Figure 2 displays prediction intervals for the probability of anesthetic success in an individual patient of particular anesthetic strategies. The dashed lines separate different injections and/or anesthetic strategies. We see that in each case, the evidence suggests that articaine is more effective than lidocaine. In the case of maxillary infiltration and IANB, the clinical difference between the two anesthetics is more modest (on the order of 9 to 14 percentage points). In the case of mandibular infiltration and the combination of inferior alveolar block supplemented with mandibular buccal infiltration, the effect is somewhat larger (27 percentage points).
In terms of statistical significance, the inferior alveolar block had a marginally insignificant difference (p=0.066), but when taken in context with the other modalities this is very likely a clinically meaningful despite nearly missing statistical significance as a pharmacological mechanism is a very plausible explanation for the observed differences. The mandibular infiltration (p<0.001) and maxillary infiltration (p=0.010) were significant at the 0.05 level.
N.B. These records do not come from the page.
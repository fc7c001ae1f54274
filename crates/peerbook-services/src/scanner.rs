//! Log scanner — one bounded sweep over a log directory.
//!
//! Every regular file in the directory whose name carries the log
//! extension is read and handed to an [`Extractor`], which yields
//! (UID, address) observations. Each observation is folded into the
//! registry. Subdirectories are skipped and files created after the sweep
//! starts are not picked up; call [`LogScanner::sweep`] again for that.

use std::fs;
use std::net::Ipv4Addr;
use std::path::{Path, PathBuf};

use peerbook_core::Uid;

use crate::registry::Registry;

/// One UID seen at one address.
#[derive(Debug, Clone, PartialEq, Eq)]
pub struct Observation {
    pub uid: Uid,
    pub ip: Ipv4Addr,
}

/// Turns log text into observations. The line grammar belongs to the
/// implementor; the scanner only consumes the sequence.
pub trait Extractor: Send + Sync {
    fn extract<'a>(&'a self, text: &'a str) -> Box<dyn Iterator<Item = Observation> + 'a>;
}

/// Extractor for lines carrying `uid=<token>` and `ip=<a.b.c.d>` fields,
/// in any order, separated by whitespace. Other lines are ignored.
#[derive(Debug, Clone, Copy, Default)]
pub struct KeyValueExtractor;

impl Extractor for KeyValueExtractor {
    fn extract<'a>(&'a self, text: &'a str) -> Box<dyn Iterator<Item = Observation> + 'a> {
        Box::new(text.lines().filter_map(|line| {
            let mut uid = None;
            let mut ip = None;
            for field in line.split_whitespace() {
                if let Some(v) = field.strip_prefix("uid=") {
                    uid = Some(v).filter(|v| !v.is_empty());
                } else if let Some(v) = field.strip_prefix("ip=") {
                    ip = v.parse::<Ipv4Addr>().ok();
                }
            }
            Some(Observation {
                uid: Uid::new(uid?),
                ip: ip?,
            })
        }))
    }
}

#[derive(Debug, thiserror::Error)]
pub enum ScanError {
    #[error("failed to list log directory {0}: {1}")]
    ReadDir(PathBuf, std::io::Error),
}

/// What one sweep did.
#[derive(Debug, Clone, Copy, Default, PartialEq, Eq)]
pub struct ScanReport {
    /// Log files read.
    pub files: usize,
    /// Observations extracted across all files.
    pub observations: usize,
    /// Observations that changed a peer (new UID or new address).
    pub updated: usize,
    /// Registry size after the sweep.
    pub peers: usize,
}

pub struct LogScanner<E> {
    dir: PathBuf,
    /// Name suffix, dot included.
    suffix: String,
    extractor: E,
}

impl<E: Extractor> LogScanner<E> {
    /// `extension` may be given with or without its leading dot; `".log"`
    /// and `"log"` behave the same. A file named exactly `.log` counts.
    pub fn new(dir: impl Into<PathBuf>, extension: &str, extractor: E) -> Self {
        Self {
            dir: dir.into(),
            suffix: format!(".{}", extension.trim_start_matches('.')),
            extractor,
        }
    }

    pub fn dir(&self) -> &Path {
        &self.dir
    }

    /// Sweep the directory once. Files are visited in name order.
    pub fn sweep(&self, registry: &Registry) -> Result<ScanReport, ScanError> {
        let entries =
            fs::read_dir(&self.dir).map_err(|e| ScanError::ReadDir(self.dir.clone(), e))?;

        let mut logs: Vec<PathBuf> = entries
            .flatten()
            .map(|entry| entry.path())
            .filter(|path| self.is_log(path))
            .collect();
        logs.sort();

        let mut report = ScanReport::default();
        for path in &logs {
            let bytes = match fs::read(path) {
                Ok(b) => b,
                Err(e) => {
                    tracing::warn!(error = %e, path = %path.display(), "skipping unreadable log");
                    continue;
                }
            };
            let text = String::from_utf8_lossy(&bytes);
            report.files += 1;

            let mut seen = 0usize;
            for obs in self.extractor.extract(&text) {
                seen += 1;
                let peer = registry.get_or_create(obs.ip);
                if registry.attach(&peer, obs.uid, obs.ip) {
                    report.updated += 1;
                }
            }
            report.observations += seen;
            tracing::debug!(path = %path.display(), observations = seen, "log processed");
        }

        report.peers = registry.len();
        tracing::info!(
            files = report.files,
            observations = report.observations,
            peers = report.peers,
            "log sweep finished"
        );
        Ok(report)
    }

    fn is_log(&self, path: &Path) -> bool {
        // Follows symlinks; directories and dangling links are skipped.
        let is_file = fs::metadata(path).map(|m| m.is_file()).unwrap_or(false);
        is_file
            && path
                .file_name()
                .is_some_and(|name| name.to_string_lossy().ends_with(self.suffix.as_str()))
    }
}
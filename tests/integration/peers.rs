use std::collections::BTreeSet;
use std::sync::Arc;

use anyhow::{Context, Result};
use peerbook_core::Uid;
use peerbook_services::{deduplicate, load, JsonRecordStore, LoadOutcome, RecordStore};

use crate::*;

// ══════════════════════════════════════════════════════════════════════════════
//  Registry → dedup → store, end to end
// ══════════════════════════════════════════════════════════════════════════════

/// Two addresses learned for the same UID collapse into one persisted
/// record, while both live peers stay addressable.
#[test]
fn test_same_uid_two_addresses_collapse_on_save() -> Result<()> {
    let scratch = Scratch::new("collapse")?;
    let syncer = json_syncer(&scratch.store_path());
    let registry = syncer.registry();

    let p1 = registry.get_or_create(ip(1));
    assert!(p1.is_dirty());
    assert!(!p1.has_uid());
    registry.attach(&p1, "abc".into(), ip(1));

    let p2 = registry.get_or_create(ip(2));
    assert!(!Arc::ptr_eq(&p1, &p2));
    assert!(p2.is_dirty());
    registry.attach(&p2, "abc".into(), ip(2));

    let merged = deduplicate(registry.snapshot().iter().map(|p| p.record()));
    assert_eq!(merged.len(), 1);
    assert_eq!(merged[0].uid, Some(Uid::new("abc")));
    assert_eq!(merged[0].ips, BTreeSet::from([ip(1), ip(2)]));

    assert_eq!(syncer.save().context("save failed")?, 1);
    let on_disk = JsonRecordStore::new()
        .read_all(&scratch.store_path())
        .context("saved file unreadable")?;
    assert_eq!(on_disk, merged);

    // Live registry keeps both instances for this process.
    assert_eq!(registry.len(), 2);
    assert!(Arc::ptr_eq(&registry.get_or_create(ip(2)), &p2));
    Ok(())
}

/// After a restart, the deduplicated file loads as one peer per UID and
/// either address resolves to it.
#[test]
fn test_restart_loads_one_peer_per_uid() -> Result<()> {
    let scratch = Scratch::new("restart")?;
    {
        let syncer = json_syncer(&scratch.store_path());
        let registry = syncer.registry();
        for n in 1..=3 {
            let peer = registry.get_or_create(ip(n));
            registry.attach(&peer, "abc".into(), ip(n));
        }
        registry.get_or_create(ip(9));
        syncer.save().context("first-run save failed")?;
    }

    let syncer = json_syncer(&scratch.store_path());
    let outcome = load(&syncer);
    assert!(matches!(outcome, LoadOutcome::Primary { count: 2 }), "got {outcome:?}");

    let registry = syncer.registry();
    let canonical = registry.get_or_create(ip(1));
    for n in 2..=3 {
        assert!(Arc::ptr_eq(&registry.get_or_create(ip(n)), &canonical));
    }
    assert_eq!(registry.len(), 2);
    assert!(!registry.has_dirty());
    Ok(())
}

/// Metadata set on a later duplicate fills gaps on the canonical record
/// without overwriting what the canonical record already has.
#[test]
fn test_metadata_survives_merge() -> Result<()> {
    let scratch = Scratch::new("meta")?;
    let syncer = json_syncer(&scratch.store_path());
    let registry = syncer.registry();

    let p1 = registry.get_or_create(ip(1));
    registry.attach(&p1, "abc".into(), ip(1));
    p1.set_meta("rating", serde_json::json!(1));

    let p2 = registry.get_or_create(ip(2));
    registry.attach(&p2, "abc".into(), ip(2));
    p2.set_meta("rating", serde_json::json!(-1));
    p2.set_meta("note", serde_json::json!("laggy"));

    syncer.save().context("save failed")?;
    let on_disk = JsonRecordStore::new().read_all(&scratch.store_path())?;
    assert_eq!(on_disk.len(), 1);
    assert_eq!(on_disk[0].meta["rating"], serde_json::json!(1));
    assert_eq!(on_disk[0].meta["note"], serde_json::json!("laggy"));
    Ok(())
}
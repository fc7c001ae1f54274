//! peerbook integration test harness.
//!
//! Every test gets its own scratch directory under the system temp dir
//! and drives the real JSON record store, log scanner and syncer against
//! it. No daemon process is spawned; the library is wired up the same
//! way `peerbookd` wires it.

use std::net::Ipv4Addr;
use std::path::{Path, PathBuf};
use std::sync::Arc;

use anyhow::{Context, Result};
use peerbook_core::config::PeerbookConfig;
use peerbook_services::{JsonRecordStore, Registry, Syncer, SYNC_INTERVAL};

mod peers;
mod syncing;

// ── Harness ───────────────────────────────────────────────────────────────────

/// Scratch directory removed on drop.
pub struct Scratch {
    pub root: PathBuf,
}

impl Scratch {
    pub fn new(name: &str) -> Result<Self> {
        let root = std::env::temp_dir().join(format!(
            "peerbook-it-{name}-{}",
            std::process::id()
        ));
        let _ = std::fs::remove_dir_all(&root);
        std::fs::create_dir_all(root.join("logs"))
            .with_context(|| format!("failed to create scratch dir {}", root.display()))?;
        Ok(Self { root })
    }

    pub fn store_path(&self) -> PathBuf {
        self.root.join("peers.json")
    }

    pub fn log_dir(&self) -> PathBuf {
        self.root.join("logs")
    }

    pub fn write_log(&self, name: &str, lines: &[&str]) -> Result<()> {
        let mut text = lines.join("\n");
        text.push('\n');
        std::fs::write(self.log_dir().join(name), text)
            .with_context(|| format!("failed to write log {name}"))
    }
}

impl Drop for Scratch {
    fn drop(&mut self) {
        let _ = std::fs::remove_dir_all(&self.root);
    }
}

/// A fresh registry + JSON-backed syncer rooted at `path`.
pub fn json_syncer(path: &Path) -> Arc<Syncer> {
    Arc::new(Syncer::new(
        Registry::shared(),
        Arc::new(JsonRecordStore::new()),
        path,
    ))
}

pub fn ip(last: u8) -> Ipv4Addr {
    Ipv4Addr::new(10, 0, 0, last)
}

// ── Tests ─────────────────────────────────────────────────────────────────────

/// The scratch harness cleans up after itself.
#[test]
fn test_scratch_is_removed_on_drop() -> Result<()> {
    let root = {
        let scratch = Scratch::new("harness")?;
        scratch.write_log("a.log", &["uid=abc ip=10.0.0.1"])?;
        assert!(scratch.log_dir().join("a.log").exists());
        scratch.root.clone()
    };
    assert!(!root.exists());
    Ok(())
}

/// The daemon's configured default poll interval and the library's
/// default are the same value.
#[test]
fn test_default_sync_interval_matches_library() {
    assert_eq!(PeerbookConfig::default().sync.interval(), SYNC_INTERVAL);
}
//! Persisted peer records.
//!
//! A `PeerRecord` is the value form of a tracked peer: what gets written
//! to the record store and what the loader reads back. Live peers in the
//! registry are built from records and flatten back into them on save.

use std::collections::{BTreeMap, BTreeSet};
use std::fmt;
use std::net::Ipv4Addr;
use std::path::{Path, PathBuf};

use serde::{Deserialize, Serialize};

/// Stable cross-session identifier for a peer, as learned from a log.
#[derive(Debug, Clone, PartialEq, Eq, PartialOrd, Ord, Hash, Serialize, Deserialize)]
#[serde(transparent)]
pub struct Uid(String);

impl Uid {
    pub fn new(uid: impl Into<String>) -> Self {
        Self(uid.into())
    }

    pub fn as_str(&self) -> &str {
        &self.0
    }
}

impl fmt::Display for Uid {
    fn fmt(&self, f: &mut fmt::Formatter<'_>) -> fmt::Result {
        f.write_str(&self.0)
    }
}

impl From<&str> for Uid {
    fn from(s: &str) -> Self {
        Self(s.to_string())
    }
}

impl From<String> for Uid {
    fn from(s: String) -> Self {
        Self(s)
    }
}

/// One persisted peer.
#[derive(Debug, Clone, Default, PartialEq, Serialize, Deserialize)]
#[serde(default)]
pub struct PeerRecord {
    /// Absent until a log pairs this peer's address with a UID.
    pub uid: Option<Uid>,

    /// Every IPv4 address ever observed for this peer.
    pub ips: BTreeSet<Ipv4Addr>,

    /// Opaque metadata (ratings, notes) owned by whoever sets it.
    /// Carried through merges untouched except for gap filling.
    pub meta: BTreeMap<String, serde_json::Value>,
}

impl PeerRecord {
    pub fn new(uid: Option<Uid>, ips: impl IntoIterator<Item = Ipv4Addr>) -> Self {
        Self {
            uid,
            ips: ips.into_iter().collect(),
            meta: BTreeMap::new(),
        }
    }

    /// Fold `other` into `self`: union the address sets and fill any
    /// metadata key `self` does not have. Existing values always win.
    pub fn absorb(&mut self, other: &PeerRecord) {
        self.ips.extend(other.ips.iter().copied());
        for (key, value) in &other.meta {
            self.meta
                .entry(key.clone())
                .or_insert_with(|| value.clone());
        }
        if self.uid.is_none() {
            self.uid = other.uid.clone();
        }
    }
}

/// Emergency copy location for a primary record file.
///
/// `peers.json` → `peers.json.bak`. Deterministic, same directory.
pub fn backup_path(primary: &Path) -> PathBuf {
    let mut name = primary
        .file_name()
        .map(|n| n.to_os_string())
        .unwrap_or_default();
    name.push(".bak");
    primary.with_file_name(name)
}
This study suggests clinically meaningful differences between 4% articaine and 2% lidocaine when a single carpule of anesthetic is administered. In the case of maxillary and mandibular infiltration the effect is strongly supported by the available evidence and estimated to be of a clinically meaningful magnitude. In the case of IANB the evidence is slightly less definitive but the estimated clinical magnitude of the effect is still meaningful. The highest predicted probabilities of success are with maxillary articaine infiltration and articaine IANB with supplemental articaine buccal infiltration for maxillary and mandibular teeth respectively.
Another important aspect of our study is that five of the included studies on teeth without pulpitis, accounting for 478 subjects, were completed with a crossover design. Our analysis purposefully ignores this fact and the within-subject correlation associated with this type of study, making our above conclusions about teeth without pulpitis conservatively biased. The statistical significance of the reported difference between articaine and lidocaine may be understated.
Evidence in the available literature suggests that articaine is superior to lidocaine in terms of anesthetic efficacy for both maxillary and mandibular anesthesia. This should be weighed by the practitioner against possible additional risk of methemoglobinemia and paresthesia that have been attributed to articaine.